Support Questions

Find answers, ask questions, and share your expertise
Announcements
Now Live: Explore expert insights and technical deep dives on the new Cloudera Community BlogsRead the Announcement

Create a Hive table with HDFS RBF location

avatar
Contributor

Hello,

I'm trying to insert data into a hive table configured with hdfs router based federation as table location

Location: | hdfs://router_host:8888/router/router.db/router_test_table

Cluster is kebrerized and all components including Hive and RBF are working as expected except this specific use case.

The hive table insert job is failing with kerberos error when using RBF as the table location

Caused by: org.apache.hadoop.hive.ql.metadata.HiveException: java.io.IOException: DestHost:destPort router_host:8888 , LocalHost:localPort datanode_host. Failed on local exception: java.io.IOException: org.apache.hadoop.security.AccessControlException: Client cannot authenticate via:[TOKEN, KERBEROS]
at org.apache.hadoop.hive.ql.exec.FileSinkOperator.createBucketForFileIdx(FileSinkOperator.java:639)
at org.apache.hadoop.hive.ql.exec.FileSinkOperator.createBucketFiles(FileSinkOperator.java:563)
... 17 more
Caused by: java.io.IOException: DestHost:destPort router_host:8888 , LocalHost:localPort datanode_host.
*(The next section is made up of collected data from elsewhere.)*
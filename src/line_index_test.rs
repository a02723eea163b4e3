use super::*;

#[test]
fn test_new_counts_lines() {
    let idx = LineIndex::new("a\nb\nc");
    assert_eq!(idx.line_count(), 3);
}

#[test]
fn test_empty_document_is_one_line() {
    let idx = LineIndex::new("");
    assert_eq!(idx.line_count(), 1);
}

#[test]
fn test_s2_cjk_and_emoji() {
    let idx = LineIndex::new("你好\n世界");
    assert_eq!(idx.line_count(), 2);
    let l0 = idx.get_line_range(0).unwrap();
    let l1 = idx.get_line_range(1).unwrap();
    assert_eq!(l0.length, 7); // "你好\n" = 3+3+1 bytes
    assert_eq!(l1.length, 6); // "世界" = 3+3 bytes
    assert_eq!(idx.total_char_length(), 5);
}

#[test]
fn test_insert_eager_splits_line() {
    let idx = LineIndex::new("abcdef");
    let idx2 = idx.insert_eager(3, 0, "abcdef", "X\nY");
    assert_eq!(idx2.line_count(), 2);
    assert_eq!(idx2.get_line_range(0).unwrap().length, "abcX\n".len());
    assert_eq!(idx2.get_line_range(1).unwrap().length, "Ydef".len());
}

#[test]
fn test_delete_eager_merges_lines() {
    let idx = LineIndex::new("abc\ndef\nghi");
    // delete across the newline between line 0 and line 1: remove "c\nd"
    let start: usize = 2;
    let end: usize = 5;
    let start_line = idx.find_line_at_position(start).unwrap().line_number;
    let end_line = idx.find_line_at_position(end.saturating_sub(1)).unwrap().line_number;
    let start_text = "abc\n";
    let end_text = "def\n";
    let idx2 = idx.delete_eager(start, end, start_line, start_text, end_line, end_text);
    assert_eq!(idx2.line_count(), 2);
}

#[test]
fn test_s6_lazy_offsets_and_reconcile() {
    let mut content = String::new();
    for i in 0..1000 {
        content.push_str(&format!("line {}\n", i));
    }
    let idx = LineIndex::new(&content);
    assert_eq!(idx.line_count(), 1001); // trailing empty line after last \n

    let line0_text = idx_line_text(&content, &idx, 0);
    let idx2 = idx.insert_lazy(0, 0, &line0_text, "X", 1);
    let range = idx2.get_line_range(500).unwrap();
    assert_eq!(range.start, 1 + 500 * 7);
    assert_eq!(range.length, 7);

    let reconciled = idx2.reconcile_full(1, &ReconciliationConfig::default());
    assert!(reconciled.dirty_ranges.is_empty());
    for n in 0..reconciled.line_count() {
        let exact = reconciled.get_line_start_offset_exact(n);
        let range = reconciled.get_line_range(n).unwrap();
        assert_eq!(range.start, exact);
    }
}

fn idx_line_text(content: &str, idx: &LineIndex, n: usize) -> String {
    let r = idx.get_line_range(n).unwrap();
    content[r.start..r.start + r.length].to_string()
}

#[test]
fn test_dirty_range_cap_collapses() {
    let idx = LineIndex::new("a\n".repeat(200).as_str());
    let mut idx = idx;
    for i in 0..40 {
        let text = "a\n".repeat(200);
        let line_text = idx_line_text(&text, &idx, 0);
        idx = idx.insert_lazy(0, 0, &line_text, "Z", i as u64);
    }
    assert!(idx.dirty_ranges.len() <= 1);
}

#[test]
fn test_reconcile_viewport_only_touches_intersecting() {
    let mut content = String::new();
    for i in 0..100 {
        content.push_str(&format!("L{}\n", i));
    }
    let idx = LineIndex::new(&content);
    let line_text = idx_line_text(&content, &idx, 0);
    let idx2 = idx.insert_lazy(0, 0, &line_text, "X", 1);
    let viewport = idx2.reconcile_viewport(0, 5, 1);
    assert!(!viewport.dirty_ranges.is_empty());
}

#[test]
fn test_validate_rb_properties() {
    let idx = LineIndex::new("a\nb\nc\nd\ne\nf\ng\nh");
    assert!(idx.validate().is_ok());
}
Failed on local exception: java.io.IOException: org.apache.hadoop.security.AccessControlException: Client cannot authenticate via:[TOKEN, KERBEROS]
at sun.reflect.NativeConstructorAccessorImpl.newInstance0(Native Method)
at sun.reflect.NativeConstructorAccessorImpl.newInstance(NativeConstructorAccessorImpl.java:62)
at sun.reflect.DelegatingConstructorAccessorImpl.newInstance(DelegatingConstructorAccessorImpl.java:45)
at java.lang.reflect.Constructor.newInstance(Constructor.java:423)
at org.apache.hadoop.net.NetUtils.wrapWithMessage(NetUtils.java:913)
at org.apache.hadoop.net.NetUtils.wrapException(NetUtils.java:888)
at org.apache.hadoop.ipc.Client.getRpcResponse(Client.java:1616)
at org.apache.hadoop.ipc.Client.call(Client.java:1558)
at org.apache.hadoop.ipc.Client.call(Client.java:1455)
at org.apache.hadoop.ipc.ProtobufRpcEngine2$Invoker.invoke(ProtobufRpcEngine2.java:242)

3 REPLIES 3

avatar
Expert Contributor

Hi @Hadoop16 ,

This stack error usually happens when you have an inconsistency on the jdk versions.

Try to check different versions you have in HDFS and Hive.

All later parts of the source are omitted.